Without a documented directive, families are left guessing the patient’s wishes. This uncertainty leads to emotional distress and significant financial strain.

The consequences extend beyond hospital bills. Disputes over who paid more, who made key decisions, or whether treatment should have continued often spill into inheritance battles.

Gender-based claims

About 50 percent of inheritance disputes in India involve gender-based claims

  • Around 25 percent of property cases hinge on whether assets are ancestral or self-acquired

Many of these conflicts are seeded long before they reach courts—often in ICU waiting rooms.

How a living will changes the equation

A living will shifts the family’s role from decision-makers to executors of a clearly stated preference. Choices about continuing or withdrawing treatment become matters of compliance, not conflict.

Under the Supreme Court’s 2023 guidelines, implementation is tightly regulated:

  • Approval is required from two independent medical boards

  • One is constituted by the treating hospital

  • The second is formed by the district medical officer

  • Both must certify that the condition is terminal and irreversible

This ensures that the directive is neither unilateral nor misused.

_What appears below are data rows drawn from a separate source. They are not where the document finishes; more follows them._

//! Handlers for `/titles/{title_id}/reviews` endpoints.
//!
//! Anyone may read. Any authenticated caller may post one review per title.
//! Edits and deletes are open to the author, moderators and admins.

use axum::{Json, extract::State, http::StatusCode, response::IntoResponse};
use revu_core::{
  Error,
  catalog::{NewReview, Review, ReviewBody, ReviewPatch},
  policy::{Action, DenyReason, Endpoint, Resource, authorize},
  subject::Subject,
};

use crate::{
  AppState, Backend,
  error::ApiError,
  extract::{CurrentSubject, JsonBody, PathParams},
};

/// Load a review for an object-level action, checking the collection rule
/// before the lookup and the ownership rule after it.
async fn authorized_review<S: Backend>(
  state: &AppState<S>,
  subject: &Subject,
  action: Action,
  title_id: i64,
  review_id: i64,
) -> Result<Review, ApiError> {
  authorize(Endpoint::Reviews, subject, action, None)?;
  let review = state
    .store
    .get_review(title_id, review_id)
    .await
    .map_err(Error::from_store)?
    .ok_or_else(|| {
      ApiError::not_found(format!("review {review_id} of title {title_id}"))
    })?;
  authorize(
    Endpoint::Reviews,
    subject,
    action,
    Some(&Resource::owned_by(&review.author)),
  )?;
  Ok(review)
}

/// `GET /titles/{title_id}/reviews/`
pub async fn list<S: Backend>(
  State(state): State<AppState<S>>,
  CurrentSubject(subject): CurrentSubject,
  PathParams(title_id): PathParams<i64>,
) -> Result<Json<Vec<Review>>, ApiError> {
  authorize(Endpoint::Reviews, &subject, Action::Read, None)?;
  if state
    .store
    .get_title(title_id)
    .await
    .map_err(Error::from_store)?
    .is_none()
  {
    return Err(ApiError::not_found(format!("title {title_id}")));
  }
  let reviews = state
    .store
    .list_reviews(title_id)
    .await
    .map_err(Error::from_store)?;
  Ok(Json(reviews))
}

/// `POST /titles/{title_id}/reviews/`
pub async fn create<S: Backend>(
  State(state): State<AppState<S>>,
  CurrentSubject(subject): CurrentSubject,
  PathParams(title_id): PathParams<i64>,
  JsonBody(body): JsonBody<ReviewBody>,
) -> Result<impl IntoResponse, ApiError> {
  authorize(Endpoint::Reviews, &subject, Action::Create, None)?;
  let author = subject
    .username()
    .ok_or(Error::Permission(DenyReason::NotAuthenticated))?;
  body.validate()?;
  let review = state
    .store
    .create_review(NewReview {
      title_id,
      author: author.to_owned(),
      text: body.text,
      score: body.score,
    })
    .await
    .map_err(Error::from_store)?;
  tracing::info!(title_id, review_id = review.id, author, "review posted");
  Ok((StatusCode::CREATED, Json(review)))
}

/// `GET /titles/{title_id}/reviews/{review_id}/`
pub async fn get_one<S: Backend>(
  State(state): State<AppState<S>>,
  CurrentSubject(subject): CurrentSubject,
  PathParams((title_id, review_id)): PathParams<(i64, i64)>,
) -> Result<Json<Review>, ApiError> {
  let review =
    authorized_review(&state, &subject, Action::Read, title_id, review_id)
      .await?;
  Ok(Json(review))
}

/// `PATCH /titles/{title_id}/reviews/{review_id}/`
pub async fn update_one<S: Backend>(
  State(state): State<AppState<S>>,
  CurrentSubject(subject): CurrentSubject,
  PathParams((title_id, review_id)): PathParams<(i64, i64)>,
  JsonBody(patch): JsonBody<ReviewPatch>,
) -> Result<Json<Review>, ApiError> {
  authorized_review(&state, &subject, Action::Update, title_id, review_id)
    .await?;
  patch.validate()?;
  let review = state
    .store
    .update_review(review_id, patch)
    .await
    .map_err(Error::from_store)?
    .ok_or_else(|| ApiError::not_found(format!("review {review_id}")))?;
  Ok(Json(review))
}

/// `DELETE /titles/{title_id}/reviews/{review_id}/`
pub async fn delete_one<S: Backend>(
  State(state): State<AppState<S>>,
  CurrentSubject(subject): CurrentSubject,
  PathParams((title_id, review_id)): PathParams<(i64, i64)>,
) -> Result<StatusCode, ApiError> {
  authorized_review(&state, &subject, Action::Delete, title_id, review_id)
    .await?;
  state
    .store
    .delete_review(review_id)
    .await
    .map_err(Error::from_store)?;
  Ok(StatusCode::NO_CONTENT)
}
//! SQLite backend for the revu account and catalog stores.
//!
//! Wraps [`tokio_rusqlite`] so all database access runs on a dedicated thread
//! without blocking the async runtime.

mod encode;
mod schema;
mod store;

pub mod error;

pub use error::{Error, Result};
pub use store::SqliteStore;

#[cfg(test)]
mod tests;
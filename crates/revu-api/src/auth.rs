//! Handlers for `/auth` endpoints. Both are open to anonymous callers.
//!
//! | Method | Path | Notes |
//! |--------|------|-------|
//! | `POST` | `/auth/signup/` | Body: `{"username":..,"email":..}`; mails a code |
//! | `POST` | `/auth/token/`  | Body: `{"username":..,"confirmation_code":..}` |

use axum::{Json, extract::State};
use revu_core::identity::{AccessToken, Signup, TokenRequest};

use crate::{AppState, Backend, error::ApiError, extract::JsonBody};

/// `POST /auth/signup/`
pub async fn signup<S: Backend>(
  State(state): State<AppState<S>>,
  JsonBody(body): JsonBody<Signup>,
) -> Result<Json<Signup>, ApiError> {
  Ok(Json(state.identity.signup(body).await?))
}

/// `POST /auth/token/`
pub async fn token<S: Backend>(
  State(state): State<AppState<S>>,
  JsonBody(body): JsonBody<TokenRequest>,
) -> Result<Json<AccessToken>, ApiError> {
  Ok(Json(state.identity.issue_token(body).await?))
}
//! Storage traits implemented by backends (e.g. `revu-store-sqlite`).
//!
//! Higher layers (`revu-api`, `revu-server`) depend on these abstractions, not
//! on any concrete backend. Backends enforce uniqueness themselves and report
//! violations as [`crate::Error::Conflict`] once converted.
//!
//! All methods return `Send` futures so the traits can be used in
//! multi-threaded async runtimes (e.g. tokio with `axum`).

use std::future::Future;

use uuid::Uuid;

use crate::{
  account::{Account, AccountPatch},
  catalog::{
    Comment, NewComment, NewReview, NewTitle, Review, ReviewPatch, Tag, TagKind,
    Title, TitleFilter, TitlePatch,
  },
};

/// Shared error plumbing for every store trait.
pub trait Store: Send + Sync {
  type Error: std::error::Error + Into<crate::Error> + Send + Sync + 'static;
}

// ─── Accounts ────────────────────────────────────────────────────────────────

pub trait AccountStore: Store {
  fn get_account<'a>(
    &'a self,
    username: &'a str,
  ) -> impl Future<Output = Result<Option<Account>, Self::Error>> + Send + 'a;

  fn get_account_by_email<'a>(
    &'a self,
    email: &'a str,
  ) -> impl Future<Output = Result<Option<Account>, Self::Error>> + Send + 'a;

  fn get_account_by_id(
    &self,
    account_id: Uuid,
  ) -> impl Future<Output = Result<Option<Account>, Self::Error>> + Send + '_;

  /// Insert the account, or replace the stored row with the same
  /// `account_id`. Fails with a conflict if another account already holds
  /// the username or email.
  fn upsert_account(
    &self,
    account: Account,
  ) -> impl Future<Output = Result<Account, Self::Error>> + Send + '_;

  /// Apply the fields present in `patch` to one account in a single write.
  /// Columns the patch leaves out, `role` included, keep their stored value.
  /// Callers validate the patch first. `None` if no such account exists.
  fn update_account(
    &self,
    account_id: Uuid,
    patch: AccountPatch,
  ) -> impl Future<Output = Result<Option<Account>, Self::Error>> + Send + '_;

  /// Replace the confirmation digest without touching any other column.
  /// Returns `false` if no such account exists.
  fn set_confirmation_digest(
    &self,
    account_id: Uuid,
    digest: String,
  ) -> impl Future<Output = Result<bool, Self::Error>> + Send + '_;

  /// All accounts ordered by username, optionally restricted to usernames
  /// containing `search`.
  fn list_accounts(
    &self,
    search: Option<String>,
  ) -> impl Future<Output = Result<Vec<Account>, Self::Error>> + Send + '_;

  /// Returns `false` if no such account existed. Reviews and comments by the
  /// account go with it.
  fn delete_account<'a>(
    &'a self,
    username: &'a str,
  ) -> impl Future<Output = Result<bool, Self::Error>> + Send + 'a;
}

// ─── Catalog ─────────────────────────────────────────────────────────────────

pub trait CatalogStore: Store {
  // ── Categories and genres ─────────────────────────────────────────────

  /// Ordered by name; `search` is a substring filter on the name.
  fn list_tags(
    &self,
    kind: TagKind,
    search: Option<String>,
  ) -> impl Future<Output = Result<Vec<Tag>, Self::Error>> + Send + '_;

  fn create_tag(
    &self,
    kind: TagKind,
    tag: Tag,
  ) -> impl Future<Output = Result<Tag, Self::Error>> + Send + '_;

  /// Titles in a deleted category keep existing without one.
  fn delete_tag<'a>(
    &'a self,
    kind: TagKind,
    slug: &'a str,
  ) -> impl Future<Output = Result<bool, Self::Error>> + Send + 'a;

  // ── Titles ────────────────────────────────────────────────────────────

  fn list_titles(
    &self,
    filter: TitleFilter,
  ) -> impl Future<Output = Result<Vec<Title>, Self::Error>> + Send + '_;

  fn get_title(
    &self,
    id: i64,
  ) -> impl Future<Output = Result<Option<Title>, Self::Error>> + Send + '_;

  /// Unknown category or genre slugs fail validation.
  fn create_title(
    &self,
    input: NewTitle,
  ) -> impl Future<Output = Result<Title, Self::Error>> + Send + '_;

  /// Returns `None` if the title does not exist.
  fn update_title(
    &self,
    id: i64,
    patch: TitlePatch,
  ) -> impl Future<Output = Result<Option<Title>, Self::Error>> + Send + '_;

  /// Cascades to the title's reviews and their comments.
  fn delete_title(
    &self,
    id: i64,
  ) -> impl Future<Output = Result<bool, Self::Error>> + Send + '_;

  // ── Reviews ───────────────────────────────────────────────────────────

  /// Newest first.
  fn list_reviews(
    &self,
    title_id: i64,
  ) -> impl Future<Output = Result<Vec<Review>, Self::Error>> + Send + '_;

  fn get_review(
    &self,
    title_id: i64,
    review_id: i64,
  ) -> impl Future<Output = Result<Option<Review>, Self::Error>> + Send + '_;

  /// Fails with a conflict if the author already reviewed the title.
  fn create_review(
    &self,
    input: NewReview,
  ) -> impl Future<Output = Result<Review, Self::Error>> + Send + '_;

  fn update_review(
    &self,
    review_id: i64,
    patch: ReviewPatch,
  ) -> impl Future<Output = Result<Option<Review>, Self::Error>> + Send + '_;

  /// Cascades to the review's comments.
  fn delete_review(
    &self,
    review_id: i64,
  ) -> impl Future<Output = Result<bool, Self::Error>> + Send + '_;

  // ── Comments ──────────────────────────────────────────────────────────

  /// Newest first.
  fn list_comments(
    &self,
    review_id: i64,
  ) -> impl Future<Output = Result<Vec<Comment>, Self::Error>> + Send + '_;

  fn get_comment(
    &self,
    review_id: i64,
    comment_id: i64,
  ) -> impl Future<Output = Result<Option<Comment>, Self::Error>> + Send + '_;

  fn create_comment(
    &self,
    input: NewComment,
  ) -> impl Future<Output = Result<Comment, Self::Error>> + Send + '_;

  fn update_comment(
    &self,
    comment_id: i64,
    text: String,
  ) -> impl Future<Output = Result<Option<Comment>, Self::Error>> + Send + '_;

  fn delete_comment(
    &self,
    comment_id: i64,
  ) -> impl Future<Output = Result<bool, Self::Error>> + Send + '_;
}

What Maharashtra has fixed

Maharashtra has introduced a dedicated module on the MahaULB portal where citizens can upload advance directives. Municipal commissioners act as custodians, ensuring secure storage. The key advantage is institutional permanence.

A document stored within a government system carries a verifiable timestamp and digital trail. This makes it far harder to dispute later or claim coercion—an issue that frequently arises in estate disputes.

Equally important is accessibility. A living will kept at home is often useless in emergencies. Immediate retrieval, enabled by state-backed systems, is critical during medical crises.

Why other states need to act

Following the Supreme Court’s simplified norms, a living will must be signed before two witnesses and attested by a notary or gazetted officer, with a copy submitted to a local authority.

However, documentation alone is not enough. States need robust retrieval systems.

Regions with ageing populations and high dependence on private healthcare—such as Karnataka, Delhi and Tamil Nadu—face particular urgency. Tamil Nadu alone reported around 27 lakh pending cases in 2024, with a significant share linked to family and inheritance disputes.

There is also a demographic dimension. About 81 percent of elderly Indians lack health insurance, according to the National Sample Survey. This makes families especially vulnerable to financial stress during medical emergencies.

Clarity over conflict

Maharashtra’s digital living will framework may seem incremental. But it addresses a critical gap at the intersection of healthcare, law and family finance.

By removing ambiguity at the most emotionally charged stage of decision-making, it reduces the risk of disputes that often escalate into prolonged legal battles.

Instead of leaving behind conflict, it leaves behind clarity.